В отличие от стариков, которые забывают, что происходит сейчас, и помнят то, что произошло много лет назад, Пинес, после инсульта, забыл как раз свое детство и молодость.
«Я знаю, кто я и куда я иду, но не помню, откуда я пришел», — объяснял он деревенской общественности, мне и себе самому.

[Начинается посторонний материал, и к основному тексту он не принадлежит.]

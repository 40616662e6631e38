//! Error types
//!
//! Engine construction and checked move input report `EngineError`;
//! start-screen parsing reports `ConfigError`.

use thiserror::Error;

use crate::board::{Mark, Pos, MAX_BOARD_SIZE};
use crate::eval::MAX_RUN;

/// Errors raised by the engine's checked entry points
#[derive(Error, Debug, Clone, PartialEq, Eq)]
pub enum EngineError {
    /// Board side of zero or above the supported maximum
    #[error("Invalid board size: {size} (must be 1-{max})", max = MAX_BOARD_SIZE)]
    InvalidSize { size: usize },

    /// Required run of zero or too long to score
    #[error("Invalid run length: {run} (must be 1-{max})", max = MAX_RUN)]
    InvalidRun { run: usize },

    /// Engine or opponent assigned the empty mark, or both the same mark
    #[error("Invalid marks: engine {engine}, opponent {opponent}")]
    InvalidMarks { engine: Mark, opponent: Mark },

    /// Move outside the board
    #[error("Position {pos} is outside the {size}x{size} board")]
    OutOfBounds { pos: Pos, size: usize },

    /// Move on a taken cell
    #[error("Cell {pos} is already occupied")]
    Occupied { pos: Pos },

    /// Attempt to place the empty mark
    #[error("Cannot place an empty mark")]
    EmptyMark,
}

/// Errors from parsing game settings
#[derive(Error, Debug, Clone, PartialEq, Eq)]
pub enum ConfigError {
    #[error("Board size is required")]
    MissingSize,

    #[error("Board size must be a number, got {input:?}")]
    NotANumber { input: String },

    #[error("Board size must be between 1 and {max}, got {size}", max = MAX_BOARD_SIZE)]
    SizeOutOfRange { size: usize },
}

/// Result type alias for engine operations
pub type EngineResult<T> = Result<T, EngineError>;

/// Result type alias for configuration parsing
pub type ConfigResult<T> = Result<T, ConfigError>;
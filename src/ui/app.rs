//! Main application for the GUI

use eframe::egui;
use egui::{CentralPanel, Context, CornerRadius, Frame, RichText, SidePanel, TopBottomPanel};
use tracing::warn;

use super::board_view::BoardView;
use super::game_state::GameState;
use super::theme::*;
use crate::{GameConfig, Outcome};

/// Which screen is showing
enum Screen {
    /// Size field and first-move checkbox
    Start {
        size_input: String,
        human_first: bool,
        error: Option<String>,
    },
    Playing(Box<GameState>),
}

impl Default for Screen {
    fn default() -> Self {
        Screen::Start {
            size_input: "3".to_string(),
            human_first: true,
            error: None,
        }
    }
}

/// Main application
#[derive(Default)]
pub struct MnkApp {
    screen: Screen,
    board_view: BoardView,
    show_debug: bool,
}

impl MnkApp {
    pub fn new(_cc: &eframe::CreationContext<'_>) -> Self {
        Self::default()
    }

    /// Render the start screen; returns a game to begin, if requested
    fn render_start_screen(
        ctx: &Context,
        size_input: &mut String,
        human_first: &mut bool,
        error: &mut Option<String>,
    ) -> Option<GameState> {
        let mut started = None;
        CentralPanel::default().show(ctx, |ui| {
            ui.vertical_centered(|ui| {
                ui.add_space(40.0);
                ui.label(RichText::new("M,N,K").size(28.0).strong());
                ui.label(
                    RichText::new("Get k in a row on an n×n board")
                        .size(12.0)
                        .color(TEXT_MUTED),
                );
                ui.add_space(24.0);

                ui.horizontal(|ui| {
                    ui.label("Board size:");
                    ui.text_edit_singleline(size_input);
                });
                ui.checkbox(human_first, "I move first (X)");
                ui.add_space(12.0);

                if ui.button("Start").clicked() {
                    match GameConfig::from_input(size_input, *human_first) {
                        Ok(config) => match GameState::new(config) {
                            Ok(state) => {
                                *error = None;
                                started = Some(state);
                            }
                            Err(e) => *error = Some(e.to_string()),
                        },
                        Err(e) => {
                            warn!(input = %size_input, error = %e, "rejected board size");
                            *error = Some(e.to_string());
                        }
                    }
                }

                if let Some(msg) = error {
                    ui.add_space(8.0);
                    ui.label(RichText::new(msg.as_str()).color(STATUS_ERROR));
                }
            });
        });
        started
    }

    /// Render the top menu bar; returns true when a new game was requested
    fn render_menu_bar(ctx: &Context, show_debug: &mut bool) -> bool {
        let mut new_game = false;
        TopBottomPanel::top("menu_bar").show(ctx, |ui| {
            egui::menu::bar(ui, |ui| {
                ui.menu_button("Game", |ui| {
                    if ui.button("New Game (N)").clicked() {
                        new_game = true;
                        ui.close_menu();
                    }
                });

                ui.menu_button("View", |ui| {
                    ui.checkbox(show_debug, "Debug Panel (D)");
                });
            });
        });
        new_game
    }

    /// Render the side panel with game info and debug
    fn render_side_panel(ctx: &Context, state: &GameState, show_debug: bool) -> bool {
        let mut new_game = false;
        SidePanel::right("info_panel")
            .min_width(220.0)
            .max_width(260.0)
            .frame(Frame::new().fill(PANEL_BG))
            .show(ctx, |ui| {
                ui.add_space(12.0);
                Self::render_turn_card(ui, state);
                ui.add_space(10.0);
                Self::render_settings_card(ui, state);

                if show_debug {
                    ui.add_space(10.0);
                    Self::render_debug_card(ui, state);
                }

                if state.is_game_over() {
                    ui.add_space(10.0);
                    new_game = Self::render_game_over_card(ui, state);
                }

                if let Some(msg) = &state.message {
                    ui.add_space(10.0);
                    ui.label(RichText::new(msg.as_str()).size(11.0).color(STATUS_ERROR));
                }
            });
        new_game
    }

    /// Helper to create a card frame
    fn card_frame() -> Frame {
        Frame::new()
            .fill(CARD_BG)
            .corner_radius(CornerRadius::same(8))
            .inner_margin(12.0)
    }

    /// Render turn indicator card
    fn render_turn_card(ui: &mut egui::Ui, state: &GameState) {
        Self::card_frame().show(ui, |ui| {
            let mark = state.current_turn;
            ui.horizontal(|ui| {
                ui.label(
                    RichText::new(mark.symbol())
                        .size(32.0)
                        .strong()
                        .color(mark_color(mark).unwrap_or(TEXT_PRIMARY)),
                );
                ui.add_space(8.0);
                ui.vertical(|ui| {
                    let who = if mark == state.human_mark() { "YOU" } else { "ENGINE" };
                    ui.label(RichText::new(who).size(16.0).strong().color(TEXT_PRIMARY));

                    let (status, color) = if state.is_ai_thinking() {
                        let secs = state.ai_thinking_elapsed().map_or(0.0, |d| d.as_secs_f32());
                        (format!("Thinking... {secs:.1}s"), STATUS_BUSY)
                    } else if state.is_game_over() {
                        ("Game Over".to_string(), WIN_HIGHLIGHT)
                    } else {
                        ("Your turn".to_string(), STATUS_READY)
                    };
                    ui.label(RichText::new(status).size(12.0).color(color));
                });
            });
        });
    }

    /// Render game settings card
    fn render_settings_card(ui: &mut egui::Ui, state: &GameState) {
        Self::card_frame().show(ui, |ui| {
            ui.label(RichText::new("GAME").size(10.0).color(TEXT_MUTED));
            ui.add_space(6.0);
            let c = &state.config;
            let rules = format!("{0}×{0} board, {1} in a row", c.size, c.run);
            ui.label(RichText::new(rules).size(12.0).color(TEXT_PRIMARY));
            let depth = format!("Search: {}", c.depth);
            ui.label(RichText::new(depth).size(11.0).color(TEXT_SECONDARY));
            let moves = format!("Move #{}", state.move_count);
            ui.label(RichText::new(moves).size(11.0).color(TEXT_SECONDARY));
        });
    }

    /// Render debug card
    fn render_debug_card(ui: &mut egui::Ui, state: &GameState) {
        Self::card_frame().show(ui, |ui| {
            ui.label(RichText::new("ENGINE DEBUG").size(10.0).color(TEXT_MUTED));
            ui.add_space(6.0);

            if let Some(result) = &state.last_ai_result {
                let small = |text: String| RichText::new(text).size(10.0).color(TEXT_SECONDARY);
                ui.label(small(format!("Score: {}", result.score)));
                ui.label(small(format!("{} nodes", result.nodes)));
                if let Some(time) = state.ai_thinking_time {
                    ui.label(small(format!("{:.3}s", time.as_secs_f32())));
                }
                if let Some(pos) = result.best_move {
                    ui.label(
                        RichText::new(format!("→ {pos}"))
                            .size(12.0)
                            .strong()
                            .color(WIN_HIGHLIGHT),
                    );
                }
            } else {
                ui.label(RichText::new("No search yet").size(10.0).color(TEXT_MUTED));
            }
            let eval = format!("Eval: {}", state.engine.evaluate());
            ui.label(RichText::new(eval).size(10.0).color(TEXT_SECONDARY));
        });
    }

    /// Render game over card; returns true when "New Game" is clicked
    fn render_game_over_card(ui: &mut egui::Ui, state: &GameState) -> bool {
        let (header, text) = match state.outcome {
            Outcome::Draw => ("Keep calm...", "It's a Draw!"),
            outcome if outcome.winner() == Some(state.human_mark()) => {
                ("Congratulations!", "You Win!")
            }
            _ => ("The game you just can't win.", "You Lose!"),
        };

        let mut clicked = false;
        Frame::new()
            .fill(egui::Color32::from_rgb(45, 80, 55))
            .corner_radius(CornerRadius::same(8))
            .inner_margin(16.0)
            .show(ui, |ui| {
                ui.vertical_centered(|ui| {
                    ui.label(RichText::new(header).size(12.0).color(TEXT_SECONDARY));
                    ui.add_space(6.0);
                    ui.label(RichText::new(text).size(20.0).strong().color(TEXT_PRIMARY));
                    ui.add_space(12.0);
                    if ui.button("New Game").clicked() {
                        clicked = true;
                    }
                });
            });
        clicked
    }

    /// Render the main board
    fn render_board(ctx: &Context, board_view: &mut BoardView, state: &mut GameState) {
        CentralPanel::default().show(ctx, |ui| {
            let accept_input =
                state.is_human_turn() && !state.is_ai_thinking() && !state.is_game_over();

            let clicked = board_view.show(
                ui,
                state.engine.board(),
                state.last_move,
                state.winning_line.as_deref(),
                accept_input,
            );

            if let Some(pos) = clicked {
                if let Err(msg) = state.try_place_mark(pos) {
                    warn!(%pos, %msg, "move rejected");
                    state.message = Some(msg);
                }
            }
        });
    }

    /// Handle keyboard shortcuts
    fn handle_input(&mut self, ctx: &Context) {
        let (toggle_debug, new_game) =
            ctx.input(|i| (i.key_pressed(egui::Key::D), i.key_pressed(egui::Key::N)));
        // Shortcuts only apply in game; the start screen has a text field
        if let Screen::Playing(_) = self.screen {
            if toggle_debug {
                self.show_debug = !self.show_debug;
            }
            if new_game {
                self.screen = Screen::default();
            }
        }
    }
}

impl eframe::App for MnkApp {
    fn update(&mut self, ctx: &Context, _frame: &mut eframe::Frame) {
        self.handle_input(ctx);

        let Self { screen, board_view, show_debug } = self;
        let next = match screen {
            Screen::Start { size_input, human_first, error } => {
                Self::render_start_screen(ctx, size_input, human_first, error)
                    .map(|state| Screen::Playing(Box::new(state)))
            }
            Screen::Playing(state) => {
                let mut new_game = Self::render_menu_bar(ctx, show_debug);

                state.check_ai_result();
                if state.is_ai_turn() && !state.is_ai_thinking() && !state.is_game_over() {
                    state.start_ai_thinking();
                }

                new_game |= Self::render_side_panel(ctx, state, *show_debug);
                Self::render_board(ctx, board_view, state);

                if state.is_ai_thinking() {
                    ctx.request_repaint();
                }

                new_game.then(Screen::default)
            }
        };

        if let Some(next) = next {
            self.screen = next;
        }
    }
}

Я пришел к нему в сад навестить его, и он посмотрел на меня с грустью. Накануне он побывал на похоронах Боденкина на «Кладбище пионеров», и теперь был печален и растревожен. Всю свою жизнь он горячо верил в силу воспитания и поэтому в моем отклонении от правильного пути упрекал прежде всего самого себя. «Неужели это из-за той экскурсии в Бейт-Шеарим? А может, из-за того жука-могильщика?» Но я знал, что он уже не вполне уверен в праведности своего негодования. И его реакция на выкрики с водокачки, которые по-прежнему слышались ему по ночам, тоже стала другой. Он уже не багровел от ярости, когда рассказывал мне о них, не шептал по-русски и не размахивал руками. На его опухшем, разжиревшем лице рисовались только изумление и любопытство. Под его мозговой оболочкой пульсировало кровавое болото, которое ему уже не удавалось ни осушить, ни засыпать.
«Смотри-ка, Барух, — улыбнулся он. — Со мной явно произошла какая-то мутация, но мне даже некому передать ее по наследству».
Теперь это был глубокий старик. Каждую неделю я приносил ему чистое белье, менял простыни и скатерти.